Kurt Sutter’s bloody and expensive follow-up to Sons of Anarchy, The Bastard Executioner, is done after one disappointing season. The fire-breathing Sutter of a few years ago would have grabbed a prop sword and started swinging at whichever executive tried to take his show away from him, but he’s older and more mature now. Sutter took out an ad in several publications that thanked Bastard‘s cast and crew that read, “The audience has spoken and unfortunately the word is, ‘meh.’ So, with due respect, we bring our mythology to an epic and fiery close.” Sutter elaborated to the Hollywood Reporter.
I didn’t get the official word [that it was being canceled], but I knew enough numerically that we weren’t doing well. To me, the most heartbreaking part was that there really was a sense of everyone being excited to tell more stories. I don’t necessarily think that’s usually the vibe on a show that’s not doing well. So this was about letting folks know what a great experience I had, and how proud I was of them. (Via the Hollywood Reporter)

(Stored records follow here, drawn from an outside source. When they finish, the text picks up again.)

//! Spring-following cursor ring.
//!
//! The ring is a fixed `pointer-events-none` element, so it never wins a
//! hit test. It listens for `PointerMove` (where to go) and `PointerOver`
//! (whether the element under the pointer is interactive) and applies
//! what arrived at the start of each frame.

use apex_ui::{
    AnimatedColor, EventHub, EventKind, FrameContext, Rect, RenderCommand, Spring, SpringConfig,
    Subscription, Tag, Theme, Transition, UiEvent, Viewport, Widget, WidgetId, WidgetResponse,
    WidgetState, WidgetTree,
};

use super::Component;

/// Ring tint alpha over interactive elements.
const HOVER_TINT: f32 = 0.2;

/// The custom cursor.
#[derive(Debug)]
pub struct CustomCursor {
    root: WidgetId,
    size: f32,
    hover_scale: f32,
    x: Spring,
    y: Spring,
    scale: Spring,
    tint: AnimatedColor,
    hovering: bool,
    visible: bool,
    theme: Theme,
    pointer_move: Subscription,
    pointer_over: Subscription,
}

impl CustomCursor {
    /// Layer (`z-[9999]`).
    pub const Z_INDEX: i32 = 9999;

    /// Registers the ring in `tree` and subscribes to pointer events on `events`.
    pub fn new(
        tree: &mut WidgetTree,
        events: &EventHub,
        size: f32,
        hover_scale: f32,
        theme: &Theme,
    ) -> Self {
        let id = tree.next_id();
        let root = tree.add_root(
            WidgetState::new(id, Tag::Div)
                .with_classes(
                    "fixed top-0 left-0 w-8 h-8 border border-apex-yellow rounded-full pointer-events-none z-[9999] hidden md:block",
                )
                .fixed()
                .with_z(Self::Z_INDEX)
                .pointer_events_none(),
        );
        Self {
            root,
            size,
            hover_scale,
            x: Spring::new(-size * 0.5, SpringConfig::CURSOR),
            y: Spring::new(-size * 0.5, SpringConfig::CURSOR),
            scale: Spring::new(1.0, SpringConfig::CURSOR),
            tint: AnimatedColor::new(
                theme.primary.with_alpha(0.0),
                Transition::spring(SpringConfig::CURSOR),
            ),
            hovering: false,
            visible: true,
            theme: *theme,
            pointer_move: events.subscribe(EventKind::PointerMove),
            pointer_over: events.subscribe(EventKind::PointerOver),
        }
    }

    /// Retargets the ring so it centres on the pointer.
    pub fn on_pointer_move(&mut self, x: f32, y: f32) {
        let half = self.size * 0.5;
        self.x.set_target(x - half);
        self.y.set_target(y - half);
    }

    /// Grows and tints the ring over interactive elements.
    pub fn set_hovering(&mut self, hovering: bool) {
        if hovering == self.hovering {
            return;
        }
        self.hovering = hovering;
        let (scale, alpha) = if hovering {
            (self.hover_scale, HOVER_TINT)
        } else {
            (1.0, 0.0)
        };
        self.scale.set_target(scale);
        self.tint.set_target(self.theme.primary.with_alpha(alpha));
    }

    /// Top-left corner of the (unscaled) ring.
    #[must_use]
    pub fn position(&self) -> (f32, f32) {
        (self.x.value(), self.y.value())
    }

    /// Where the ring is heading.
    #[must_use]
    pub fn target(&self) -> (f32, f32) {
        (self.x.target(), self.y.target())
    }

    /// Current scale.
    #[must_use]
    pub fn scale(&self) -> f32 {
        self.scale.value()
    }

    /// Current fill alpha.
    #[must_use]
    pub fn tint(&self) -> f32 {
        self.tint.value().a
    }

    /// Returns true while over an interactive element.
    #[must_use]
    pub fn is_hovering(&self) -> bool {
        self.hovering
    }

    /// Hidden below `md`.
    #[must_use]
    pub fn is_visible(&self) -> bool {
        self.visible
    }

    fn apply_events(&mut self) {
        for event in self.pointer_move.drain() {
            if let UiEvent::PointerMove { x, y } = event {
                self.on_pointer_move(x, y);
            }
        }
        for event in self.pointer_over.drain() {
            if let UiEvent::PointerOver { interactive } = event {
                self.set_hovering(interactive);
            }
        }
    }
}

impl Widget for CustomCursor {
    fn root(&self) -> WidgetId {
        self.root
    }

    fn update(&mut self, ctx: &FrameContext<'_>) -> WidgetResponse {
        self.apply_events();
        self.x.update(ctx.dt);
        self.y.update(ctx.dt);
        self.scale.update(ctx.dt);
        self.tint.update(ctx.dt);
        WidgetResponse {
            changed: !self.is_settled(),
            ..WidgetResponse::default()
        }
    }

    fn render(&self, _ctx: &FrameContext<'_>, commands: &mut Vec<RenderCommand>) {
        if !self.visible {
            return;
        }
        let (x, y) = self.position();
        let bounds = Rect::new(x, y, self.size, self.size).scale_about_center(self.scale());
        let radius = bounds.width * 0.5;
        let fill = self.tint.value();
        if !fill.is_transparent() {
            commands.push(RenderCommand::Rect {
                bounds,
                color: fill,
                corner_radius: radius,
            });
        }
        commands.push(RenderCommand::RectOutline {
            bounds,
            color: self.theme.primary,
            width: 1.0,
            corner_radius: radius,
        });
    }

    fn z_index(&self) -> i32 {
        Self::Z_INDEX
    }

    fn is_settled(&self) -> bool {
        self.x.is_at_rest()
            && self.y.is_at_rest()
            && self.scale.is_at_rest()
            && self.tint.is_settled()
    }
}

impl Component for CustomCursor {
    fn layout(&mut self, tree: &mut WidgetTree, viewport: Viewport, _top: f32) -> f32 {
        self.visible = viewport.breakpoint().is_desktop();
        let (x, y) = self.position();
        tree.set_rect(self.root, Rect::new(x, y, self.size, self.size));
        tree.set_visible(self.root, self.visible);
        0.0
    }
}

#[cfg(test)]
mod tests {
    use super::*;
    use apex_ui::InputState;

    fn cursor(events: &EventHub) -> (CustomCursor, WidgetTree) {
        let mut tree = WidgetTree::new();
        let cursor = CustomCursor::new(&mut tree, events, 32.0, 2.5, &Theme::APEX);
        (cursor, tree)
    }

    fn settle(cursor: &mut CustomCursor, seconds: f32) {
        let input = InputState::new();
        let frames = (seconds / 0.016).ceil() as usize;
        for _ in 0..frames {
            let ctx = FrameContext {
                dt: 0.016,
                time: 0.0,
                scroll_y: 0.0,
                viewport: Viewport::DESKTOP,
                input: &input,
            };
            cursor.update(&ctx);
        }
    }

    #[test]
    fn test_follows_pointer_centre() {
        let events = EventHub::new();
        let (mut cursor, _tree) = cursor(&events);
        cursor.on_pointer_move(200.0, 100.0);
        assert_eq!(cursor.target(), (184.0, 84.0));

        settle(&mut cursor, 0.05);
        let (x, _) = cursor.position();
        assert!(x > -16.0 && x < 184.0);

        settle(&mut cursor, 2.0);
        let (x, y) = cursor.position();
        assert!((x - 184.0).abs() < 0.1);
        assert!((y - 84.0).abs() < 0.1);
    }

    #[test]
    fn test_hover_grows_and_tints() {
        let events = EventHub::new();
        let (mut cursor, _tree) = cursor(&events);

        cursor.set_hovering(true);
        settle(&mut cursor, 2.0);
        assert!((cursor.scale() - 2.5).abs() < 0.01);
        assert!((cursor.tint() - 0.2).abs() < 0.01);

        cursor.set_hovering(false);
        settle(&mut cursor, 2.0);
        assert!((cursor.scale() - 1.0).abs() < 0.01);
        assert!(cursor.tint() < 0.01);
    }

    #[test]
    fn test_hidden_on_phone() {
        let events = EventHub::new();
        let (mut cursor, mut tree) = cursor(&events);
        cursor.layout(&mut tree, Viewport::PHONE, 0.0);
        assert!(!cursor.is_visible());
        assert!(!tree.is_effectively_visible(cursor.root()));

        let input = InputState::new();
        let ctx = FrameContext {
            dt: 0.016,
            time: 0.0,
            scroll_y: 0.0,
            viewport: Viewport::PHONE,
            input: &input,
        };
        let mut commands = Vec::new();
        cursor.render(&ctx, &mut commands);
        assert!(commands.is_empty());
    }

    #[test]
    fn test_unsubscribes_on_drop() {
        let events = EventHub::new();
        let (cursor, _tree) = cursor(&events);
        assert_eq!(events.listener_count(EventKind::PointerMove), 1);
        assert_eq!(events.listener_count(EventKind::PointerOver), 1);
        drop(cursor);
        assert_eq!(events.total_listeners(), 0);
    }

    #[test]
    fn test_reacts_to_delivered_pointer_events() {
        let events = EventHub::new();
        let (mut cursor, _tree) = cursor(&events);

        assert_eq!(events.emit(UiEvent::PointerMove { x: 400.0, y: 300.0 }), 1);
        assert_eq!(events.emit(UiEvent::PointerOver { interactive: true }), 1);
        assert_eq!(cursor.target(), (-16.0, -16.0));

        settle(&mut cursor, 2.0);
        assert_eq!(cursor.target(), (384.0, 284.0));
        assert!(cursor.is_hovering());
        assert!((cursor.scale() - 2.5).abs() < 0.01);

        events.emit(UiEvent::PointerOver { interactive: false });
        settle(&mut cursor, 2.0);
        assert!(!cursor.is_hovering());

        drop(cursor);
        assert_eq!(events.emit(UiEvent::PointerMove { x: 0.0, y: 0.0 }), 0);
    }

    #[test]
    fn test_ring_is_never_hit() {
        let events = EventHub::new();
        let (mut cursor, mut tree) = cursor(&events);
        cursor.on_pointer_move(200.0, 100.0);
        settle(&mut cursor, 2.0);
        cursor.layout(&mut tree, Viewport::DESKTOP, 0.0);

        assert!(tree.is_effectively_visible(cursor.root()));
        let ring = tree.screen_rect(cursor.root(), 500.0).unwrap();
        assert!((ring.x - 184.0).abs() < 0.1 && (ring.y - 84.0).abs() < 0.1);
        assert_eq!(ring.width, 32.0);
        assert_eq!(tree.hit_test(200.0, 100.0, 500.0), None);
    }
}
//! Viewport-entry observation (the headless `IntersectionObserver`).

use crate::layout::{Rect, Viewport};

/// Result of observing an element for one frame.
#[derive(Debug, Clone, Copy, PartialEq, Eq)]
pub enum InViewChange {
    /// The element just became visible.
    Entered,
    /// The element just stopped being visible.
    Left,
    /// Nothing changed since the last observation.
    Unchanged,
}

/// Tracks whether an element intersects the (inset) viewport.
#[derive(Debug, Clone, PartialEq)]
pub struct InViewObserver {
    /// Latch after the first entry and never report leaving.
    pub once: bool,
    /// Vertical inset applied to the viewport (`margin: "-100px"` is 100.0).
    pub margin: f32,
    in_view: bool,
    latched: bool,
}

impl InViewObserver {
    /// Creates an observer.
    #[must_use]
    pub fn new(once: bool, margin: f32) -> Self {
        Self {
            once,
            margin,
            in_view: false,
            latched: false,
        }
    }

    /// One-shot observer without inset.
    #[must_use]
    pub fn once() -> Self {
        Self::new(true, 0.0)
    }

    /// Returns true while the element counts as visible.
    #[must_use]
    pub fn in_view(&self) -> bool {
        self.in_view
    }

    /// Returns true once a one-shot observer has fired.
    #[must_use]
    pub fn has_fired(&self) -> bool {
        self.latched
    }

    /// Observes `element` (document space) at `scroll_y`.
    pub fn observe(&mut self, element: Rect, scroll_y: f32, viewport: Viewport) -> InViewChange {
        if self.latched {
            return InViewChange::Unchanged;
        }

        let top = scroll_y + self.margin;
        let bottom = scroll_y + viewport.height - self.margin;
        let visible = bottom > top && element.bottom() > top && element.y < bottom;

        match (self.in_view, visible) {
            (false, true) => {
                self.in_view = true;
                if self.once {
                    self.latched = true;
                }
                InViewChange::Entered
            }
            (true, false) => {
                self.in_view = false;
                InViewChange::Left
            }
            _ => InViewChange::Unchanged,
        }
    }
}

#[cfg(test)]
mod tests {
    use super::*;

    const VIEW: Viewport = Viewport::new(1440.0, 900.0);

    #[test]
    fn test_margin_delays_entry() {
        let mut observer = InViewObserver::new(true, 100.0);
        let card = Rect::new(0.0, 1700.0, 300.0, 375.0);

        // Card top is 50px inside the viewport bottom: inside the margin band.
        assert_eq!(observer.observe(card, 850.0, VIEW), InViewChange::Unchanged);
        assert_eq!(observer.observe(card, 1000.0, VIEW), InViewChange::Entered);
    }

    #[test]
    fn test_once_never_leaves() {
        let mut observer = InViewObserver::once();
        let card = Rect::new(0.0, 1000.0, 300.0, 300.0);

        assert_eq!(observer.observe(card, 500.0, VIEW), InViewChange::Entered);
        assert_eq!(observer.observe(card, 5000.0, VIEW), InViewChange::Unchanged);
        assert!(observer.in_view());
        assert!(observer.has_fired());
    }

    #[test]
    fn test_repeating_observer_reports_leave() {
        let mut observer = InViewObserver::new(false, 0.0);
        let heading = Rect::new(0.0, 1000.0, 300.0, 100.0);

        assert_eq!(observer.observe(heading, 500.0, VIEW), InViewChange::Entered);
        assert_eq!(observer.observe(heading, 2000.0, VIEW), InViewChange::Left);
        assert_eq!(observer.observe(heading, 500.0, VIEW), InViewChange::Entered);
    }
}
impl Spring {
    /// Integration step (seconds).
    const STEP: f32 = 0.001;
    /// Longest frame gap simulated in one update (seconds).
    const MAX_FRAME: f32 = 1.0;

    /// Creates a spring resting at `value`.
    #[must_use]
    pub fn new(value: f32, config: SpringConfig) -> Self {
        Self {
            value,
            velocity: 0.0,
            target: value,
            config,
            delay: 0.0,
            delay_left: 0.0,
            at_rest: true,
        }
    }

    /// Waits `delay` seconds after each retarget before moving.
    #[must_use]
    pub fn with_delay(mut self, delay: f32) -> Self {
        self.delay = delay;
        self
    }

    /// Returns the current value.
    #[must_use]
    pub fn value(&self) -> f32 {
        self.value
    }

    /// Returns the current velocity (units per second).
    #[must_use]
    pub fn velocity(&self) -> f32 {
        self.velocity
    }

    /// Returns the target value.
    #[must_use]
    pub fn target(&self) -> f32 {
        self.target
    }

    /// Returns true once the spring has come to rest on its target.
    #[must_use]
    pub fn is_at_rest(&self) -> bool {
        self.at_rest
    }

    /// Retargets the spring, keeping its current velocity.
    pub fn set_target(&mut self, target: f32) {
        if (target - self.target).abs() > f32::EPSILON {
            self.target = target;
            self.at_rest = false;
            self.delay_left = self.delay;
        }
    }

    /// Jumps to `value` and stops.
    pub fn set_immediate(&mut self, value: f32) {
        self.value = value;
        self.target = value;
        self.velocity = 0.0;
        self.delay_left = 0.0;
        self.at_rest = true;
    }

    /// Advances the simulation by `dt` seconds.
    pub fn update(&mut self, dt: f32) {
        if self.at_rest {
            return;
        }

        let mut dt = dt.min(Self::MAX_FRAME);
        if self.delay_left > 0.0 {
            self.delay_left -= dt;
            if self.delay_left > 0.0 {
                return;
            }
            dt = -self.delay_left;
            self.delay_left = 0.0;
        }
        if dt <= 0.0 {
            return;
        }

        let SpringConfig {
            stiffness,
            damping,
            mass,
            rest_delta,
            rest_speed,
        } = self.config;

        #[allow(clippy::cast_possible_truncation, clippy::cast_sign_loss)]
        let steps = (dt / Self::STEP).ceil().max(1.0) as usize;
        let h = dt / steps as f32;
        for _ in 0..steps {
            let displacement = self.value - self.target;
            let acceleration = (-stiffness * displacement - damping * self.velocity) / mass;
            self.velocity += acceleration * h;
            self.value += self.velocity * h;
        }

        if (self.value - self.target).abs() < rest_delta && self.velocity.abs() < rest_speed {
            self.value = self.target;
            self.velocity = 0.0;
            self.at_rest = true;
        }
    }
}

/// How a [`Motion`] travels to its target.
#[derive(Debug, Clone, Copy, PartialEq)]
pub enum Transition {
    /// Time-based tween.
    Tween {
        /// Duration in seconds.
        duration: f32,
        /// Delay in seconds.
        delay: f32,
        /// Easing curve.
        easing: Easing,
    },
    /// Physics-based spring.
    Spring {
        /// Spring parameters.
        config: SpringConfig,
        /// Delay in seconds.
        delay: f32,
    },
}

impl Transition {
    /// A tween without delay.
    #[must_use]
    pub const fn tween(duration: f32, easing: Easing) -> Self {
        Self::Tween {
            duration,
            delay: 0.0,
            easing,
        }
    }

    /// A spring without delay.
    #[must_use]
    pub const fn spring(config: SpringConfig) -> Self {
        Self::Spring { config, delay: 0.0 }
    }

    /// Returns the same transition starting `delay` seconds later.
    #[must_use]
    pub const fn with_delay(self, delay: f32) -> Self {
        match self {
            Self::Tween {
                duration, easing, ..
            } => Self::Tween {
                duration,
                delay,
                easing,
            },
            Self::Spring { config, .. } => Self::Spring { config, delay },
        }
    }
}

impl Default for Transition {
    fn default() -> Self {
        Self::tween(Animation::DEFAULT_DURATION, Easing::EaseOut)
    }
}

#[derive(Debug, Clone)]
enum Driver {
    Tween(Animation),
    Spring(Spring),
}

/// An animated scalar driven by a [`Transition`].
#[derive(Debug, Clone)]
pub struct Motion {
    driver: Driver,
}

impl Motion {
    /// Creates a motion resting at `value`.
    #[must_use]
    pub fn new(value: f32, transition: Transition) -> Self {
        let driver = match transition {
            Transition::Tween {
                duration,
                delay,
                easing,
            } => Driver::Tween(
                Animation::new(value, easing)
                    .with_duration(duration)
                    .with_delay(delay),
            ),
            Transition::Spring { config, delay } => {
                Driver::Spring(Spring::new(value, config).with_delay(delay))
            }
        };
        Self { driver }
    }

    /// Returns the current value.
    #[must_use]
    pub fn value(&self) -> f32 {
        match &self.driver {
            Driver::Tween(anim) => anim.value(),
            Driver::Spring(spring) => spring.value(),
        }
    }

    /// Returns the target value.
    #[must_use]
    pub fn target(&self) -> f32 {
        match &self.driver {
            Driver::Tween(anim) => anim.target(),
            Driver::Spring(spring) => spring.target(),
        }
    }

    /// Returns true once the value sits on its target.
    #[must_use]
    pub fn is_settled(&self) -> bool {
        match &self.driver {
            Driver::Tween(anim) => anim.is_complete(),
            Driver::Spring(spring) => spring.is_at_rest(),
        }
    }

    /// Retargets the motion.
    pub fn set_target(&mut self, target: f32) {
        match &mut self.driver {
            Driver::Tween(anim) => anim.set_target(target),
            Driver::Spring(spring) => spring.set_target(target),
        }
    }

    /// Jumps to `value`.
    pub fn set_immediate(&mut self, value: f32) {
        match &mut self.driver {
            Driver::Tween(anim) => anim.set_immediate(value),
            Driver::Spring(spring) => spring.set_immediate(value),
        }
    }

    /// Advances by `dt` seconds.
    pub fn update(&mut self, dt: f32) {
        match &mut self.driver {
            Driver::Tween(anim) => anim.update(dt),
            Driver::Spring(spring) => spring.update(dt),
        }
    }
}

/// A looping (or one-shot) keyframe track sampled by elapsed time.
#[derive(Debug, Clone, PartialEq)]
pub struct Keyframes {
    values: Vec<f32>,
    duration: f32,
    easing: Easing,
    repeat: bool,
}

impl Keyframes {
    /// Creates a track that plays once over `duration` seconds.
    #[must_use]
    pub fn new(values: impl Into<Vec<f32>>, duration: f32) -> Self {
        Self {
            values: values.into(),
            duration,
            easing: Easing::EaseInOut,
            repeat: false,
        }
    }

    /// Loops forever.
    #[must_use]
    pub fn repeating(mut self) -> Self {
        self.repeat = true;
        self
    }

    /// Sets the per-segment easing.
    #[must_use]
    pub fn with_easing(mut self, easing: Easing) -> Self {
        self.easing = easing;
        self
    }

    /// Samples the track `elapsed` seconds after it started.
    #[must_use]
    pub fn sample(&self, elapsed: f32) -> f32 {
        match self.values.as_slice() {
            [] => 0.0,
            [only] => *only,
            values => {
                let t = if self.duration <= 0.0 {
                    1.0
                } else if self.repeat {
                    elapsed.max(0.0).rem_euclid(self.duration) / self.duration
                } else {
                    (elapsed / self.duration).clamp(0.0, 1.0)
                };

                let segments = values.len() - 1;
                let position = t * segments as f32;
                #[allow(clippy::cast_possible_truncation, clippy::cast_sign_loss)]
                let index = (position.floor() as usize).min(segments - 1);
                let local = self.easing.apply(position - index as f32);
                values[index] + (values[index + 1] - values[index]) * local
            }
        }
    }
}

/// A color that eases toward its target through a [`Motion`] on a mix factor.
#[derive(Debug, Clone)]
pub struct AnimatedColor {
    from: Color,
    to: Color,
    mix: Motion,
}

impl AnimatedColor {
    /// Creates an animated color resting at `color`.
    #[must_use]
    pub fn new(color: Color, transition: Transition) -> Self {
        Self {
            from: color,
            to: color,
            mix: Motion::new(1.0, transition),
        }
    }

    /// Returns the current color.
    #[must_use]
    pub fn value(&self) -> Color {
        self.from.lerp(self.to, self.mix.value().clamp(0.0, 1.0))
    }

    /// Returns the target color.
    #[must_use]
    pub fn target(&self) -> Color {
        self.to
    }

    /// Returns true once the color sits on its target.
    #[must_use]
    pub fn is_settled(&self) -> bool {
        self.mix.is_settled()
    }

    /// Sets a new target color, blending from the current color.
    pub fn set_target(&mut self, color: Color) {
        if color == self.to {
            return;
        }
        self.from = self.value();
        self.to = color;
        self.mix.set_immediate(0.0);
        self.mix.set_target(1.0);
    }

    /// Jumps to `color`.
    pub fn set_immediate(&mut self, color: Color) {
        self.from = color;
        self.to = color;
        self.mix.set_immediate(1.0);
    }

    /// Updates the animation.
    pub fn update(&mut self, dt: f32) {
        self.mix.update(dt);
    }
}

Sutter thinks “the mythology was a little too dense for some people,” and when asked why he pulled the plug on his own show, he replied, “I didn’t want to string the cast along. I just think it’s unfair when that happens, when people don’t find out for another three months whether they have a job in May. To me, the way we are handling it… is the way it should be done.”
After decent numbers for the premiere, Bastard (which should make you appreciate Game of Thrones that much more — fantasy isn’t easy to pull off) dropped to 1.9 million viewers for episode six. Only one episode of Sons of Anarchy in its seven-season run did worse. That’s not good.
Freed from the obligation of slaving over which song Katey Sagal should sing this week, Sutter will work on a screenplay, Delivering Gen, and find someone to write his Sons of Anarchy spin-off about the Mayans. Details are still scarce, but he joked, “It’s contemporary — and there are no horses involved.”